What happens to those who are freed? Will they be captured again?

The local community leaders take great care to reunite women and children who have been freed with their families. If, as tragically often happens, their families were killed in the raids, the local community, which is their extended family, will take care of them. There is always a risk that government troops will return.

Are the international community and the United Nations doing enough to help?

The U.S. is better than Britain. The U.S. is honoring the U.N. Security Council sanctions. Last year I think Britain violated the spirit, if not the letter, of the sanctions… One of the sanctions restricts invitations to diplomats of the regime. Britain invited [Sudan’s] foreign minister here last summer and gave him the red-carpet treatment, and, of course, this greatly encouraged the NIF regime. Also, the Department of Trade and Industry in Britain has a lovely brochure encouraging investment in Sudan. I’m trying to get the British government to be robust in defending the human rights of the Dinka people. It maintains a policy of “criticism and dialogue” with the regime–however, it is short on criticism and long on dialogue.

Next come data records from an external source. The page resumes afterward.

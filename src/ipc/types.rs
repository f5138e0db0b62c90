use crate::content::{CollisionPolicy, ContentStore};
use crate::draft::ObjectiveDraft;
use serde::Deserialize;

#[derive(Debug, Deserialize, Clone)]
pub struct Request {
    pub id: String,
    pub method: String,
    #[serde(default)]
    pub params: serde_json::Value,
}

pub struct AppState {
    pub content: Option<ContentStore>,
    /// Learning objectives for the lesson being authored in this session.
    pub objectives: ObjectiveDraft,
    pub collision_policy: CollisionPolicy,
}

impl AppState {
    pub fn new(collision_policy: CollisionPolicy) -> Self {
        Self {
            content: None,
            objectives: ObjectiveDraft::new(),
            collision_policy,
        }
    }
}
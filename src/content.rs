//! Operations over one content root. Every call re-reads the files it needs; nothing is cached.

use crate::assemble::{
    self, AssembleError, CourseInput, LessonInput, ProblemBundle, ProblemInput, SkillInput,
};
use crate::draft::ObjectiveDraft;
use crate::layout::{ContentLayout, ProblemPaths, STAGING_PREFIX, TRASH_PREFIX};
use crate::model::{BktParamTable, BktParams, Course, Hint, Lesson, Problem, SkillModel, Step};
use crate::store::{self, StoreError};
use std::fmt;
use std::path::{Path, PathBuf};
use std::str::FromStr;
use thiserror::Error;
use uuid::Uuid;

#[derive(Debug, Error)]
pub enum ContentError {
    #[error(transparent)]
    Store(#[from] StoreError),

    #[error(transparent)]
    Assemble(#[from] AssembleError),

    #[error("course not found: {0}")]
    CourseNotFound(String),

    #[error("problem not found: {0}")]
    ProblemNotFound(String),

    #[error("{kind} already exists: {id}")]
    Collision { kind: &'static str, id: String },
}

impl ContentError {
    pub fn code(&self) -> &'static str {
        match self {
            ContentError::Store(StoreError::Malformed { .. }) => "store_malformed",
            ContentError::Store(_) => "store_io",
            ContentError::Assemble(AssembleError::MissingField(_)) => "missing_field",
            ContentError::Assemble(AssembleError::Invalid { .. }) => "invalid_field",
            ContentError::CourseNotFound(_) | ContentError::ProblemNotFound(_) => "not_found",
            ContentError::Collision { .. } => "collision",
        }
    }
}

/// What to do when a new artifact derives an identity that is already taken.
#[derive(Debug, Clone, Copy, PartialEq, Eq, Default)]
pub enum CollisionPolicy {
    /// Problems replace the existing directory; courses are appended again.
    #[default]
    Allow,
    Reject,
    /// Pick the first free `<id>_N` (problems) or `<name> (N)` (courses), N starting at 2.
    Suffix,
}

impl CollisionPolicy {
    pub fn as_str(self) -> &'static str {
        match self {
            CollisionPolicy::Allow => "allow",
            CollisionPolicy::Reject => "reject",
            CollisionPolicy::Suffix => "suffix",
        }
    }
}

impl FromStr for CollisionPolicy {
    type Err = String;

    fn from_str(s: &str) -> Result<Self, Self::Err> {
        match s.to_ascii_lowercase().as_str() {
            "allow" => Ok(CollisionPolicy::Allow),
            "reject" => Ok(CollisionPolicy::Reject),
            "suffix" => Ok(CollisionPolicy::Suffix),
            other => Err(format!("unknown collision policy: {other}")),
        }
    }
}

impl fmt::Display for CollisionPolicy {
    fn fmt(&self, f: &mut fmt::Formatter<'_>) -> fmt::Result {
        f.write_str(self.as_str())
    }
}

#[derive(Debug, Clone)]
pub struct LessonEntry {
    pub course_name: String,
    pub lesson: Lesson,
}

#[derive(Debug, Clone)]
pub struct LessonCommit {
    pub lesson: Lesson,
    /// Objectives that have no BKT parameters yet. Reported, not rejected.
    pub unknown_objectives: Vec<String>,
}

#[derive(Debug, Clone)]
pub struct ProblemCommit {
    pub bundle: ProblemBundle,
    pub replaced: bool,
}

#[derive(Debug, Clone)]
pub struct OpenedProblem {
    pub problem: Problem,
    pub step: Option<Step>,
    pub hints: Vec<Hint>,
    pub skills: Vec<String>,
}

#[derive(Debug, Clone)]
pub struct ContentStore {
    layout: ContentLayout,
}

impl ContentStore {
    /// Bind to `root`, creating it if needed.
    pub fn open(root: impl Into<PathBuf>) -> Result<Self, StoreError> {
        let layout = ContentLayout::new(root);
        store::ensure_dir(layout.root())?;
        Ok(Self { layout })
    }

    pub fn layout(&self) -> &ContentLayout {
        &self.layout
    }

    pub fn root(&self) -> &Path {
        self.layout.root()
    }

    pub fn courses(&self) -> Result<Vec<Course>, ContentError> {
        Ok(store::load(&self.layout.course_plans(), Vec::new())?)
    }

    pub fn add_course(
        &self,
        input: &CourseInput,
        policy: CollisionPolicy,
    ) -> Result<Course, ContentError> {
        let mut course = assemble::assemble_course(input)?;
        let mut plans = self.courses()?;
        let taken = |name: &str| plans.iter().any(|c| c.course_name == name);
        if taken(&course.course_name) {
            match policy {
                CollisionPolicy::Allow => {
                    tracing::warn!(course = %course.course_name, "appending duplicate course name");
                }
                CollisionPolicy::Reject => {
                    return Err(ContentError::Collision {
                        kind: "course",
                        id: course.course_name,
                    });
                }
                CollisionPolicy::Suffix => {
                    let base = course.course_name.clone();
                    let mut n = 2;
                    while taken(&format!("{base} ({n})")) {
                        n += 1;
                    }
                    course.course_name = format!("{base} ({n})");
                }
            }
        }
        plans.push(course.clone());
        store::save(&self.layout.course_plans(), &plans)?;
        tracing::info!(course = %course.course_name, "course added");
        Ok(course)
    }

    pub fn lessons(&self, course_name: Option<&str>) -> Result<Vec<LessonEntry>, ContentError> {
        let plans = self.courses()?;
        Ok(plans
            .into_iter()
            .filter(|c| course_name.map(|n| n == c.course_name).unwrap_or(true))
            .flat_map(|c| {
                let name = c.course_name;
                c.lessons.into_iter().map(move |lesson| LessonEntry {
                    course_name: name.clone(),
                    lesson,
                })
            })
            .collect())
    }

    /// Append a lesson built from `draft` to the first course named `course_name`. The caller
    /// resets the draft once this returns `Ok`.
    pub fn add_lesson(
        &self,
        course_name: &str,
        input: &LessonInput,
        draft: &ObjectiveDraft,
    ) -> Result<LessonCommit, ContentError> {
        let lesson = assemble::assemble_lesson(input, draft)?;
        let mut plans = self.courses()?;
        let Some(course) = plans.iter_mut().find(|c| c.course_name == course_name) else {
            return Err(ContentError::CourseNotFound(course_name.to_string()));
        };
        course.lessons.push(lesson.clone());

        let skills = self.skills()?;
        let unknown_objectives = lesson
            .learning_objectives
            .keys()
            .filter(|k| !skills.contains_key(*k))
            .cloned()
            .collect();

        store::save(&self.layout.course_plans(), &plans)?;
        tracing::info!(course = course_name, lesson = %lesson.id, "lesson added");
        Ok(LessonCommit {
            lesson,
            unknown_objectives,
        })
    }

    pub fn skills(&self) -> Result<BktParamTable, ContentError> {
        Ok(store::load(&self.layout.bkt_params(), BktParamTable::new())?)
    }

    /// Case-insensitive substring match over skill ids; an empty query matches all.
    pub fn search_skills(&self, query: &str) -> Result<Vec<String>, ContentError> {
        let q = query.trim().to_lowercase();
        Ok(self
            .skills()?
            .into_keys()
            .filter(|id| q.is_empty() || id.to_lowercase().contains(&q))
            .collect())
    }

    /// Insert or silently overwrite one skill's parameters. Returns whether an entry was replaced.
    pub fn upsert_skill(&self, input: &SkillInput) -> Result<(String, BktParams, bool), ContentError> {
        let (id, params) = assemble::assemble_skill(input)?;
        let mut table = self.skills()?;
        let replaced = table.insert(id.clone(), params).is_some();
        store::ensure_dir(&self.layout.bkt_params_dir())?;
        store::save(&self.layout.bkt_params(), &table)?;
        tracing::info!(skill = %id, replaced, "skill parameters saved");
        Ok((id, params, replaced))
    }

    pub fn skill_model(&self) -> Result<SkillModel, ContentError> {
        Ok(store::load(&self.layout.skill_model(), SkillModel::new())?)
    }

    pub fn problem_ids(&self) -> Result<Vec<String>, ContentError> {
        Ok(self.layout.problem_ids()?)
    }

    /// Assemble without writing, under the id `policy` would give it.
    pub fn preview_problem(
        &self,
        input: &ProblemInput,
        policy: CollisionPolicy,
    ) -> Result<ProblemBundle, ContentError> {
        let id = self.resolve_problem_id(input, policy)?;
        Ok(assemble::assemble_problem_as(input, &id)?)
    }

    pub fn open_problem(&self, problem_id: &str) -> Result<OpenedProblem, ContentError> {
        let paths = self.layout.problem_paths(problem_id);
        let problem: Option<Problem> = store::load(&paths.problem_file, None)?;
        let Some(problem) = problem else {
            return Err(ContentError::ProblemNotFound(problem_id.to_string()));
        };
        let step: Option<Step> = store::load(&paths.step_file, None)?;
        let hints: Vec<Hint> = store::load(&paths.pathway_file, Vec::new())?;
        let skills = self
            .skill_model()?
            .remove(problem_id)
            .unwrap_or_default();
        Ok(OpenedProblem {
            problem,
            step,
            hints,
            skills,
        })
    }

    /// Write problem, step, pathway and skill-model entry as one unit. Everything is staged
    /// first; the live tree changes only through renames, and any failure puts it back.
    pub fn create_problem(
        &self,
        input: &ProblemInput,
        policy: CollisionPolicy,
    ) -> Result<ProblemCommit, ContentError> {
        let id = self.resolve_problem_id(input, policy)?;
        let bundle = assemble::assemble_problem_as(input, &id)?;
        let replaced = self.commit_problem(&bundle)?;
        tracing::info!(problem = %id, replaced, hints = bundle.hints.len(), "problem committed");
        Ok(ProblemCommit { bundle, replaced })
    }

    fn resolve_problem_id(
        &self,
        input: &ProblemInput,
        policy: CollisionPolicy,
    ) -> Result<String, ContentError> {
        let base = assemble::problem_id_for(input)?;
        let exists = |id: &str| self.layout.problem_dir(id).exists();
        if !exists(&base) {
            return Ok(base);
        }
        match policy {
            CollisionPolicy::Allow => Ok(base),
            CollisionPolicy::Reject => Err(ContentError::Collision {
                kind: "problem",
                id: base,
            }),
            CollisionPolicy::Suffix => {
                let mut n = 2;
                while exists(&format!("{base}_{n}")) {
                    n += 1;
                }
                Ok(format!("{base}_{n}"))
            }
        }
    }

    fn commit_problem(&self, bundle: &ProblemBundle) -> Result<bool, ContentError> {
        let id = bundle.id();
        let pool = self.layout.content_pool();
        store::ensure_dir(&pool)?;

        let txn = Uuid::new_v4().simple().to_string();
        let staging = pool.join(format!("{STAGING_PREFIX}{txn}"));
        let staged = ProblemPaths::under(&staging.join(id), id);

        let staged_model = match self.stage_problem(&staged, bundle) {
            Ok(m) => m,
            Err(e) => {
                tracing::warn!(problem = id, error = %e, "staging failed; discarding");
                let _ = std::fs::remove_dir_all(&staging);
                return Err(e);
            }
        };

        let live = self.layout.problem_dir(id);
        let trash = pool.join(format!("{TRASH_PREFIX}{txn}"));
        let replaced = live.exists();

        let discard = |model: &Option<PathBuf>| {
            let _ = std::fs::remove_dir_all(&staging);
            if let Some(tmp) = model {
                let _ = std::fs::remove_file(tmp);
            }
        };

        if replaced {
            if let Err(e) = std::fs::rename(&live, &trash) {
                discard(&staged_model);
                return Err(io_error(&live, e));
            }
        }

        let restore = || {
            if replaced {
                if let Err(e) = std::fs::rename(&trash, &live) {
                    tracing::error!(problem = id, error = %e, "failed to restore previous problem");
                }
            }
        };

        if let Err(e) = std::fs::rename(&staged.dir, &live) {
            discard(&staged_model);
            restore();
            tracing::warn!(problem = id, error = %e, "commit failed; rolled back");
            return Err(io_error(&live, e));
        }

        if let Some(tmp) = &staged_model {
            let target = self.layout.skill_model();
            if let Err(e) = std::fs::rename(tmp, &target) {
                let _ = std::fs::remove_dir_all(&live);
                discard(&staged_model);
                restore();
                tracing::warn!(problem = id, error = %e, "skill model commit failed; rolled back");
                return Err(io_error(&target, e));
            }
        }

        let _ = std::fs::remove_dir_all(&staging);
        if replaced {
            if let Err(e) = std::fs::remove_dir_all(&trash) {
                tracing::warn!(path = %trash.display(), error = %e, "could not remove replaced problem");
            }
        }
        Ok(replaced)
    }

    /// Write the problem tree under `staged` and, when the problem carries skills, a temp copy of
    /// the updated skill model beside the live one.
    fn stage_problem(
        &self,
        staged: &ProblemPaths,
        bundle: &ProblemBundle,
    ) -> Result<Option<PathBuf>, ContentError> {
        store::ensure_dir(&staged.tutoring_dir)?;
        store::save(&staged.problem_file, &bundle.problem)?;
        store::save(&staged.step_file, &bundle.step)?;
        store::save(&staged.pathway_file, &bundle.hints)?;

        if bundle.skills.is_empty() {
            return Ok(None);
        }
        let mut model = self.skill_model()?;
        model.insert(bundle.id().to_string(), bundle.skills.clone());
        Ok(Some(store::stage(&self.layout.skill_model(), &model)?))
    }
}

fn io_error(path: &Path, source: std::io::Error) -> ContentError {
    ContentError::Store(StoreError::Io {
        path: path.to_path_buf(),
        source,
    })
}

How would you like to see matters changed?

I don’t think it is in the interest of any government to sit around and watch the obliteration of human rights in another country, regardless of commercial interests. One of my deep concerns is that the British government has become conciliatory towards Sudan since oil became an issue. Oil makes friends quickly, and Britain has been seduced. I see this as a problem, because the existence of oil in Sudan–which should be a blessing–is actually a curse: it is the cause of very systematic ethnic cleansing of the African tribes who live around the oil-rich areas. The men are killed and the women displaced.

Although Britain and Europe pride themselves on humanitarian work, they need to show their commitment to help stop the violence. The local people are highly cultured and are very capable of developing their own civil society, given peace. At the moment, the priority for the Dinka people is not developmental aid to rebuild infrastructure; the priority is survival and freedom.